Today, due to the conjunction of several advances in physical/mechanical modeling, computational capabilities, numerical/mathematical methods, and the development of new manufacturing processes like 3D printing, it is possible to accurately predict the properties of a large range of man-made materials like polymer/ceramic/metallic composites, concrete, or nanostructured materials – and manufacture them with controlled microstructures. While analytical micromechanical models have successfully helped to predict effective properties of heterogeneous materials for idealized microstructures, computational methods, computer capacities and the development of computational multiscale methods permit one to go beyond these restrictive assumptions and to consider realistic or architectured microstructures, with complex behaviors like elastoplasticity, damage, microcracking, or phase changes. Another new possibility offered by computational multiscale material modeling is to account for several space or time scales, or several models, e.g. atomistic and continuum.
While these developments are quite mature in the research community, their transition into engineering practice has only begun its first faltering steps. One reason is that many difficulties still persist in reaching solutions for industrial problems. Examples include predicting damage from microcracking, prediction of fatigue, and taking into account the complexity of microstructures with all their uncertainties in realistic materials. Another factor is that simulations related to complex material microstructures still involve extensive computational resources in terms of memory and CPU time, and cannot yet be efficiently incorporated in codes.
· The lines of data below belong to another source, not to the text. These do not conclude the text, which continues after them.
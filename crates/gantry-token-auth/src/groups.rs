//! Group-claim resolution policy.
//!
//! Translates the provider's group claims into a membership target for the
//! host application. The admitted syntax is `<role>:<project-key>`, split
//! on the first `:`; project keys are matched case-insensitively against
//! the configured project table. Groups that do not parse, or whose key is
//! not configured, are skipped; providers routinely send unrelated groups.
//!
//! Pure and synchronous so deployments' policies are trivially testable.

use crate::config::AuthConfig;
use crate::error::AuthError;

/// The `(role, project)` a login resolves to.
#[derive(Debug, Clone, PartialEq, Eq)]
pub struct MembershipTarget {
    /// The host project id.
    pub project_id: i64,

    /// The role name to assign on membership creation.
    pub role_name: String,
}

/// Outcome of resolving a login's group claims.
#[derive(Debug, Clone, PartialEq, Eq, Default)]
pub struct GroupResolution {
    /// The primary membership target, if any. `None` means the login is
    /// provisioned without a membership (no match, filtering disabled, no
    /// default project configured).
    pub target: Option<MembershipTarget>,

    /// Projects on which the admin group grants `is_admin`. Elevation is
    /// monotonic: these are only ever added, never revoked.
    pub admin_projects: Vec<i64>,
}

/// Resolves group claims into a membership target and admin grants.
///
/// The first group whose project key is configured determines the target
/// role and project. Admin grants (`<admin-group>:<project-key>`) are
/// collected independently of primary resolution. With no matching group,
/// filtering mode denies the login; otherwise the configured default role
/// and project apply.
///
/// # Errors
///
/// Returns [`AuthError::AccessDenied`] when no group matches and
/// `filter_groups` is enabled.
pub fn resolve_groups(
    config: &AuthConfig,
    groups: &[String],
) -> Result<GroupResolution, AuthError> {
    let mut target: Option<MembershipTarget> = None;
    let mut admin_projects: Vec<i64> = Vec::new();

    for group in groups {
        let Some((role, key)) = group.split_once(':') else {
            continue;
        };
        let Some(project_id) = config.project_id(key.trim()) else {
            continue;
        };
        let role = role.trim();

        if role == config.admin_group && !admin_projects.contains(&project_id) {
            admin_projects.push(project_id);
        }

        // First configured match wins.
        if target.is_none() {
            target = Some(MembershipTarget {
                project_id,
                role_name: role.to_string(),
            });
        }
    }

    if target.is_none() {
        if config.filter_groups {
            tracing::debug!(groups = groups.len(), "No authorized group in claims, denying");
            return Err(AuthError::access_denied(
                "no group claim matches an authorized project",
            ));
        }

        target = config.default_project.map(|project_id| MembershipTarget {
            project_id,
            role_name: config.default_role.clone(),
        });
    }

    if let Some(ref t) = target {
        tracing::debug!(
            project_id = t.project_id,
            role = %t.role_name,
            admin_grants = admin_projects.len(),
            "Resolved group claims"
        );
    }

    Ok(GroupResolution {
        target,
        admin_projects,
    })
}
In this special issue, we invite experts from different disciplines working on open issues for scale-bridging in computational modeling of complex materials. Open problems are, among many others: the modeling and design of materials with emergent behavior (i.e. effective behaviors which are not observed for individual constituents), the reduction of computational costs in multiscale modeling for use in industrial applications, the use of realistic 3D experimental images (e.g. microtomography images), the prediction of damage of complex heterogeneous materials as in 3D printed structures, and the integration of stochastic phenomena.